*** MATERIAL PROVIDED Section Begins ***
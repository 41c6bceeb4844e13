//! Orbit camera
//!
//! The camera orbits a target point - by default the center of the
//! simulation grid reported by the init call. Mouse input adjusts yaw,
//! pitch, distance, and pan; the view-projection matrix is recomputed
//! from these settings every frame.

use crossway_core::{mat4_mul, Vec3};

/// A 3D orbit camera
pub struct Camera {
    /// Camera position, derived from the orbit parameters
    pub position: Vec3,
    /// Target point the camera looks at
    pub target: Vec3,
    /// Up vector
    pub up: Vec3,
    /// Field of view in degrees
    pub fov: f32,
    /// Near clipping plane
    pub near: f32,
    /// Far clipping plane
    pub far: f32,
    /// Aspect ratio (width / height)
    pub aspect: f32,

    /// Distance from target
    pub distance: f32,
    /// Horizontal angle in radians
    pub yaw: f32,
    /// Vertical angle in radians
    pub pitch: f32,
}

impl Default for Camera {
    fn default() -> Self {
        let mut camera = Self {
            position: Vec3::new(10.0, 10.0, 10.0),
            target: Vec3::ZERO,
            up: Vec3::UP,
            fov: 60.0,
            near: 1.0,
            far: 200.0,
            aspect: 16.0 / 9.0,
            distance: 20.0,
            yaw: std::f32::consts::FRAC_PI_4,
            pitch: std::f32::consts::FRAC_PI_6,
        };
        camera.update_orbit();
        camera
    }
}

impl Camera {
    pub fn new() -> Self {
        Self::default()
    }

    /// Point the camera at the center of a width x height grid, backing
    /// off far enough to frame the whole extent.
    pub fn center_on_grid(&mut self, width: u32, height: u32) {
        self.target = Vec3::new(width as f32 / 2.0, 0.0, height as f32 / 2.0);
        self.distance = (width.max(height) as f32).max(10.0) * 1.2;
        self.update_orbit();
    }

    /// Recompute position from the orbit parameters
    pub fn update_orbit(&mut self) {
        let x = self.distance * self.pitch.cos() * self.yaw.sin();
        let y = self.distance * self.pitch.sin();
        let z = self.distance * self.pitch.cos() * self.yaw.cos();

        self.position = Vec3::new(self.target.x + x, self.target.y + y, self.target.z + z);
    }

    /// Orbit horizontally (rotate around target)
    pub fn orbit_horizontal(&mut self, delta: f32) {
        self.yaw += delta;
        self.update_orbit();
    }

    /// Orbit vertically (tilt up/down)
    pub fn orbit_vertical(&mut self, delta: f32) {
        self.pitch = (self.pitch + delta).clamp(-1.5, 1.5);
        self.update_orbit();
    }

    /// Zoom in/out
    pub fn zoom(&mut self, delta: f32) {
        self.distance = (self.distance - delta).clamp(2.0, 150.0);
        self.update_orbit();
    }

    /// Pan the camera (move target in the view plane)
    pub fn pan(&mut self, dx: f32, dy: f32) {
        let forward = (self.target - self.position).normalized();
        let right = forward.cross(&self.up).normalized();
        let up = right.cross(&forward);

        self.target = self.target + right * dx + up * dy;
        self.update_orbit();
    }

    /// Get camera position as an array for GPU upload
    pub fn position_array(&self) -> [f32; 3] {
        self.position.to_array()
    }

    /// Get the view matrix (4x4, column-major)
    pub fn view_matrix(&self) -> [[f32; 4]; 4] {
        let f = (self.target - self.position).normalized();
        let s = f.cross(&self.up).normalized();
        let u = s.cross(&f);

        [
            [s.x, u.x, -f.x, 0.0],
            [s.y, u.y, -f.y, 0.0],
            [s.z, u.z, -f.z, 0.0],
            [
                -s.dot(&self.position),
                -u.dot(&self.position),
                f.dot(&self.position),
                1.0,
            ],
        ]
    }

    /// Get the perspective projection matrix (4x4, column-major)
    pub fn projection_matrix(&self) -> [[f32; 4]; 4] {
        let fov_rad = self.fov.to_radians();
        let f = 1.0 / (fov_rad / 2.0).tan();
        let depth = self.far - self.near;

        [
            [f / self.aspect, 0.0, 0.0, 0.0],
            [0.0, f, 0.0, 0.0],
            [0.0, 0.0, -(self.far + self.near) / depth, -1.0],
            [0.0, 0.0, -(2.0 * self.far * self.near) / depth, 0.0],
        ]
    }

    /// Get combined view-projection matrix
    pub fn view_projection_matrix(&self) -> [[f32; 4]; 4] {
        let view = self.view_matrix();
        let proj = self.projection_matrix();
        mat4_mul(&proj, &view)
    }
}

#[cfg(test)]
mod tests {
    use super::*;

    #[test]
    fn center_on_grid_targets_the_middle() {
        let mut camera = Camera::new();
        camera.center_on_grid(24, 16);
        assert_eq!(camera.target, Vec3::new(12.0, 0.0, 8.0));
        assert!(camera.distance >= 24.0);
    }

    #[test]
    fn orbit_keeps_distance_to_target() {
        let mut camera = Camera::new();
        camera.center_on_grid(10, 10);
        let before = (camera.position - camera.target).length();
        camera.orbit_horizontal(0.7);
        camera.orbit_vertical(-0.2);
        let after = (camera.position - camera.target).length();
        assert!((before - after).abs() < 1e-3);
    }

    #[test]
    fn zoom_is_clamped() {
        let mut camera = Camera::new();
        camera.zoom(1e6);
        assert!(camera.distance >= 2.0);
        camera.zoom(-1e6);
        assert!(camera.distance <= 150.0);
    }

    #[test]
    fn target_projects_to_clip_center() {
        let mut camera = Camera::new();
        camera.center_on_grid(20, 20);
        let vp = camera.view_projection_matrix();
        let t = camera.target;
        // Column-major multiply: clip = vp * (t, 1)
        let clip_x = vp[0][0] * t.x + vp[1][0] * t.y + vp[2][0] * t.z + vp[3][0];
        let clip_y = vp[0][1] * t.x + vp[1][1] * t.y + vp[2][1] * t.z + vp[3][1];
        let clip_w = vp[0][3] * t.x + vp[1][3] * t.y + vp[2][3] * t.z + vp[3][3];
        assert!((clip_x / clip_w).abs() < 1e-4);
        assert!((clip_y / clip_w).abs() < 1e-4);
    }
}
*** MATERIAL PROVIDED Section Ends ***
Each record above should be transcribed exactly.

* [RESULT]
repository 41c6bceeb4844e13
//! Orbit camera
//!
//! The camera orbits a target point - by default the center of the
//! simulation grid reported by the init call. Mouse input adjusts yaw,
//! pitch, distance, and pan; the view-projection matrix is recomputed
//! from these settings every frame.

use crossway_core::{mat4_mul, Vec3};

/// A 3D orbit camera
pub struct Camera {
    /// Camera position, derived from the orbit parameters
    pub position: Vec3,
    /// Target point the camera looks at
    pub target: Vec3,
    /// Up vector
    pub up: Vec3,
    /// Field of view in degrees
    pub fov: f32,
    /// Near clipping plane
    pub near: f32,
    /// Far clipping plane
    pub far: f32,
    /// Aspect ratio (width / height)
    pub aspect: f32,

    /// Distance from target
    pub distance: f32,
    /// Horizontal angle in radians
    pub yaw: f32,
    /// Vertical angle in radians
    pub pitch: f32,
}

impl Default for Camera {
    fn default() -> Self {
        let mut camera = Self {
            position: Vec3::new(10.0, 10.0, 10.0),
            target: Vec3::ZERO,
            up: Vec3::UP,
            fov: 60.0,
            near: 1.0,
            far: 200.0,
            aspect: 16.0 / 9.0,
            distance: 20.0,
            yaw: std::f32::consts::FRAC_PI_4,
            pitch: std::f32::consts::FRAC_PI_6,
        };
        camera.update_orbit();
        camera
    }
}

impl Camera {
    pub fn new() -> Self {
        Self::default()
    }

    /// Point the camera at the center of a width x height grid, backing
    /// off far enough to frame the whole extent.
    pub fn center_on_grid(&mut self, width: u32, height: u32) {
        self.target = Vec3::new(width as f32 / 2.0, 0.0, height as f32 / 2.0);
        self.distance = (width.max(height) as f32).max(10.0) * 1.2;
        self.update_orbit();
    }

    /// Recompute position from the orbit parameters
    pub fn update_orbit(&mut self) {
        let x = self.distance * self.pitch.cos() * self.yaw.sin();
        let y = self.distance * self.pitch.sin();
        let z = self.distance * self.pitch.cos() * self.yaw.cos();

        self.position = Vec3::new(self.target.x + x, self.target.y + y, self.target.z + z);
    }

    /// Orbit horizontally (rotate around target)
    pub fn orbit_horizontal(&mut self, delta: f32) {
        self.yaw += delta;
        self.update_orbit();
    }

    /// Orbit vertically (tilt up/down)
    pub fn orbit_vertical(&mut self, delta: f32) {
        self.pitch = (self.pitch + delta).clamp(-1.5, 1.5);
        self.update_orbit();
    }

    /// Zoom in/out
    pub fn zoom(&mut self, delta: f32) {
        self.distance = (self.distance - delta).clamp(2.0, 150.0);
        self.update_orbit();
    }

    /// Pan the camera (move target in the view plane)
    pub fn pan(&mut self, dx: f32, dy: f32) {
        let forward = (self.target - self.position).normalized();
        let right = forward.cross(&self.up).normalized();
        let up = right.cross(&forward);

        self.target = self.target + right * dx + up * dy;
        self.update_orbit();
    }

    /// Get camera position as an array for GPU upload
    pub fn position_array(&self) -> [f32; 3] {
        self.position.to_array()
    }

    /// Get the view matrix (4x4, column-major)
    pub fn view_matrix(&self) -> [[f32; 4]; 4] {
        let f = (self.target - self.position).normalized();
        let s = f.cross(&self.up).normalized();
        let u = s.cross(&f);

        [
            [s.x, u.x, -f.x, 0.0],
            [s.y, u.y, -f.y, 0.0],
            [s.z, u.z, -f.z, 0.0],
            [
                -s.dot(&self.position),
                -u.dot(&self.position),
                f.dot(&self.position),
                1.0,
            ],
        ]
    }

    /// Get the perspective projection matrix (4x4, column-major)
    pub fn projection_matrix(&self) -> [[f32; 4]; 4] {
        let fov_rad = self.fov.to_radians();
        let f = 1.0 / (fov_rad / 2.0).tan();
        let depth = self.far - self.near;

        [
            [f / self.aspect, 0.0, 0.0, 0.0],
            [0.0, f, 0.0, 0.0],
            [0.0, 0.0, -(self.far + self.near) / depth, -1.0],
            [0.0, 0.0, -(2.0 * self.far * self.near) / depth, 0.0],
        ]
    }

    /// Get combined view-projection matrix
    pub fn view_projection_matrix(&self) -> [[f32; 4]; 4] {
        let view = self.view_matrix();
        let proj = self.projection_matrix();
        mat4_mul(&proj, &view)
    }
}

#[cfg(test)]
mod tests {
    use super::*;

    #[test]
    fn center_on_grid_targets_the_middle() {
        let mut camera = Camera::new();
        camera.center_on_grid(24, 16);
        assert_eq!(camera.target, Vec3::new(12.0, 0.0, 8.0));
        assert!(camera.distance >= 24.0);
    }

    #[test]
    fn orbit_keeps_distance_to_target() {
        let mut camera = Camera::new();
        camera.center_on_grid(10, 10);
        let before = (camera.position - camera.target).length();
        camera.orbit_horizontal(0.7);
        camera.orbit_vertical(-0.2);
        let after = (camera.position - camera.target).length();
        assert!((before - after).abs() < 1e-3);
    }

    #[test]
    fn zoom_is_clamped() {
        let mut camera = Camera::new();
        camera.zoom(1e6);
        assert!(camera.distance >= 2.0);
        camera.zoom(-1e6);
        assert!(camera.distance <= 150.0);
    }

    #[test]
    fn target_projects_to_clip_center() {
        let mut camera = Camera::new();
        camera.center_on_grid(20, 20);
        let vp = camera.view_projection_matrix();
        let t = camera.target;
        // Column-major multiply: clip = vp * (t, 1)
        let clip_x = vp[0][0] * t.x + vp[1][0] * t.y + vp[2][0] * t.z + vp[3][0];
        let clip_y = vp[0][1] * t.x + vp[1][1] * t.y + vp[2][1] * t.z + vp[3][1];
        let clip_w = vp[0][3] * t.x + vp[1][3] * t.y + vp[2][3] * t.z + vp[3][3];
        assert!((clip_x / clip_w).abs() < 1e-4);
        assert!((clip_y / clip_w).abs() < 1e-4);
    }
}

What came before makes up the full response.